Wenn du in Kassel zu Besuch bist, solltest du dir einen Besuch im größten Bergpark Europas nicht entgehen lassen.

Mit seinen beachtlichen 2,3 Quadratkilometern liegt er im Habichtswald im Kasseler Westen und seine vielen durchdachten Sichtlinien, Panoramen und schönen Bauwerke lassen das Fotografenherz hüpfen.

Ich mag den Park am liebsten, wenn er im sanften Morgennebel verborgen ist und man in der Stille beim Gehen die Splitsteinchen unter den Schuhen knirschen hört. Dann, wenn die Bäume schon ihr Herbstkleid angezogen haben, die Sonne aber noch genug Kraft hat, um den Nebel zum Leuchten zu bringen. Wenn kein Wind geht, so dass man die Spiegelung der Bäume in der Wasseroberfläche sehen kann.

Und dann mag ich den Park auch im Frühling, wenn der Rhododendron und die Rosen in vielen Farben blühen, im Sommer, wenn die Wasserspiele stattfinden, und im Winter, wenn die Hügel verschneit sind und der See zugefroren ist, die älteren unter uns erinnern sich sicher an Winter, die noch ihren Namen verdienten.

Kurzum: es lohnt sich, egal wann!

Einmal Weltkulturerbe, bitte

Seit 2013 gehört der Bergpark Wilhelmshöhe zum UNESCO Weltkulturerbe. Als geborene Kasselerin freut mich das natürlich, eine wohlverdiente Auszeichnung für ein schönes Stück Kultur und Natur.

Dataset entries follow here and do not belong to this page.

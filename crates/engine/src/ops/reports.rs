use chrono::{DateTime, Utc};

use crate::{Report, ReportWindow, ResultEngine};

use super::Engine;

impl Engine {
    /// Builds the report for `window` relative to `now` from the current
    /// ledger contents.
    ///
    /// Nothing is cached; concurrent writes may or may not be reflected.
    pub async fn report(&self, window: ReportWindow, now: DateTime<Utc>) -> ResultEngine<Report> {
        let ledger = self.transactions().await?;
        Report::build(&ledger, window, now)
    }
}
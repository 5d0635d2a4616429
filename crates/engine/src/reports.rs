//! Read-side aggregations over ledger records.
//!
//! Every function here is pure: it takes a set of transactions (and a
//! reference instant where relevant) and derives a view without touching
//! storage. Calendar arithmetic is done in UTC.

use std::collections::{BTreeMap, HashMap};

use chrono::{DateTime, Datelike, NaiveDate, TimeDelta, Utc};
use serde::{Deserialize, Serialize};

use crate::{EngineError, ResultEngine, Transaction, TransactionKind};

/// Label used for expenses whose category is blank.
pub const FALLBACK_CATEGORY: &str = "Other";

/// Which slice of the ledger a report covers, relative to a reference instant.
#[derive(Clone, Copy, Debug, PartialEq, Eq)]
pub enum ReportWindow {
    /// Records dated at most 7×24h before the reference instant.
    Weekly,
    /// Same calendar month and year as the reference instant.
    Monthly,
    /// Same calendar year as the reference instant.
    Yearly,
    /// Explicit range, inclusive at both ends.
    Range {
        from: DateTime<Utc>,
        to: DateTime<Utc>,
    },
    All,
}

impl ReportWindow {
    pub fn contains(&self, date: DateTime<Utc>, now: DateTime<Utc>) -> bool {
        match *self {
            Self::Weekly => now - date <= TimeDelta::days(7),
            Self::Monthly => date.year() == now.year() && date.month() == now.month(),
            Self::Yearly => date.year() == now.year(),
            Self::Range { from, to } => from <= date && date <= to,
            Self::All => true,
        }
    }
}

/// Keep the records whose effective date falls in `window`, preserving order.
pub fn filter_window<'a, I>(transactions: I, window: ReportWindow, now: DateTime<Utc>) -> Vec<&'a Transaction>
where
    I: IntoIterator<Item = &'a Transaction>,
{
    transactions
        .into_iter()
        .filter(|tx| window.contains(tx.occurred_at, now))
        .collect()
}

#[derive(Clone, Debug, Default, PartialEq, Serialize, Deserialize)]
pub struct Summary {
    pub income_minor: i64,
    pub expense_minor: i64,
    pub transfer_minor: i64,
    /// `income - expense`.
    pub balance_minor: i64,
    /// Share of income left after expenses, in percent, clamped to `[0, 100]`.
    pub savings_rate: f64,
}

fn add_minor(total: i64, amount_minor: i64, what: &str) -> ResultEngine<i64> {
    total
        .checked_add(amount_minor)
        .ok_or_else(|| EngineError::AmountOverflow(format!("{what} total")))
}

pub fn summary<'a, I>(transactions: I) -> ResultEngine<Summary>
where
    I: IntoIterator<Item = &'a Transaction>,
{
    let mut out = Summary::default();
    for tx in transactions {
        match tx.kind {
            TransactionKind::Income => {
                out.income_minor = add_minor(out.income_minor, tx.amount_minor, "income")?;
            }
            TransactionKind::Expense => {
                out.expense_minor = add_minor(out.expense_minor, tx.amount_minor, "expense")?;
            }
            TransactionKind::Transfer => {
                out.transfer_minor = add_minor(out.transfer_minor, tx.amount_minor, "transfer")?;
            }
        }
    }
    out.balance_minor = out
        .income_minor
        .checked_sub(out.expense_minor)
        .ok_or_else(|| EngineError::AmountOverflow("summary balance".to_string()))?;
    out.savings_rate = if out.income_minor == 0 {
        0.0
    } else {
        (out.balance_minor as f64 * 100.0 / out.income_minor as f64).clamp(0.0, 100.0)
    };
    Ok(out)
}

#[derive(Clone, Debug, PartialEq, Serialize, Deserialize)]
pub struct CategoryShare {
    pub category: String,
    pub amount_minor: i64,
    /// Share of the total expense amount, in percent.
    pub percent: f64,
}

/// Expense totals per category, largest first.
///
/// Categories with equal totals keep the order in which they were first
/// encountered in `transactions`.
pub fn category_breakdown<'a, I>(transactions: I) -> ResultEngine<Vec<CategoryShare>>
where
    I: IntoIterator<Item = &'a Transaction>,
{
    let mut order: Vec<(String, i64)> = Vec::new();
    let mut index: HashMap<String, usize> = HashMap::new();

    for tx in transactions {
        if tx.kind != TransactionKind::Expense {
            continue;
        }
        let label = match tx.category.trim() {
            "" => FALLBACK_CATEGORY,
            trimmed => trimmed,
        };
        match index.get(label) {
            Some(&pos) => order[pos].1 = add_minor(order[pos].1, tx.amount_minor, label)?,
            None => {
                index.insert(label.to_string(), order.len());
                order.push((label.to_string(), tx.amount_minor));
            }
        }
    }

    let total = order
        .iter()
        .try_fold(0_i64, |total, (_, amount)| add_minor(total, *amount, "expense"))?;
    // `sort_by` is stable, which gives the first-encountered tie-break.
    order.sort_by(|a, b| b.1.cmp(&a.1));

    Ok(order
        .into_iter()
        .map(|(category, amount_minor)| CategoryShare {
            percent: if total == 0 {
                0.0
            } else {
                amount_minor as f64 * 100.0 / total as f64
            },
            category,
            amount_minor,
        })
        .collect())
}

#[derive(Clone, Debug, PartialEq, Eq, Serialize, Deserialize)]
pub struct TrendPoint {
    pub date: NaiveDate,
    pub income_minor: i64,
    pub expense_minor: i64,
}

/// Income and expense per calendar day of `occurred_at`, oldest first.
pub fn trend<'a, I>(transactions: I) -> ResultEngine<Vec<TrendPoint>>
where
    I: IntoIterator<Item = &'a Transaction>,
{
    let mut days: BTreeMap<NaiveDate, (i64, i64)> = BTreeMap::new();
    for tx in transactions {
        let entry = days.entry(tx.occurred_at.date_naive()).or_default();
        match tx.kind {
            TransactionKind::Income => {
                entry.0 = add_minor(entry.0, tx.amount_minor, "daily income")?;
            }
            TransactionKind::Expense => {
                entry.1 = add_minor(entry.1, tx.amount_minor, "daily expense")?;
            }
            TransactionKind::Transfer => {}
        }
    }
    Ok(days
        .into_iter()
        .map(|(date, (income_minor, expense_minor))| TrendPoint {
            date,
            income_minor,
            expense_minor,
        })
        .collect())
}

/// Everything a dashboard needs for one window.
#[derive(Clone, Debug, PartialEq, Serialize, Deserialize)]
pub struct Report {
    pub summary: Summary,
    pub categories: Vec<CategoryShare>,
    pub trend: Vec<TrendPoint>,
}

impl Report {
    pub fn build(
        transactions: &[Transaction],
        window: ReportWindow,
        now: DateTime<Utc>,
    ) -> ResultEngine<Self> {
        let filtered = filter_window(transactions, window, now);
        Ok(Self {
            summary: summary(filtered.iter().copied())?,
            categories: category_breakdown(filtered.iter().copied())?,
            trend: trend(filtered.iter().copied())?,
        })
    }
}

Allerdings bringt diese Ehre natürlich auch ein deutlich erhöhtes Touristenaufkommen mit sich, bei gutem Wetter und an den Wochenenden quillt der Park manchmal vor Besuchern nur so über. Für einen ruhigen Besuch empfehle ich daher eher die Randstunden des Alltags.

Herkules, Kassels Wahrzeichen

Die drei größten Bauwerke im Park sind der Herkules, das Schloss Wilhelmshöhe und die Löwenburg.

Der Herkules, das Wahrzeichen der Stadt Kassel, schaut seit über 300 Jahren von der Spitze seines Oktogons, das am höchsten Punkt des Bergparks steht, auf die Dächer der Stadt. Die Aufnahme zeigt den Herkules im Januar 2021, Teile des Gerüsts, welches zur Restaurierung seiner Fassade errichtet wurde, sind noch zu sehen.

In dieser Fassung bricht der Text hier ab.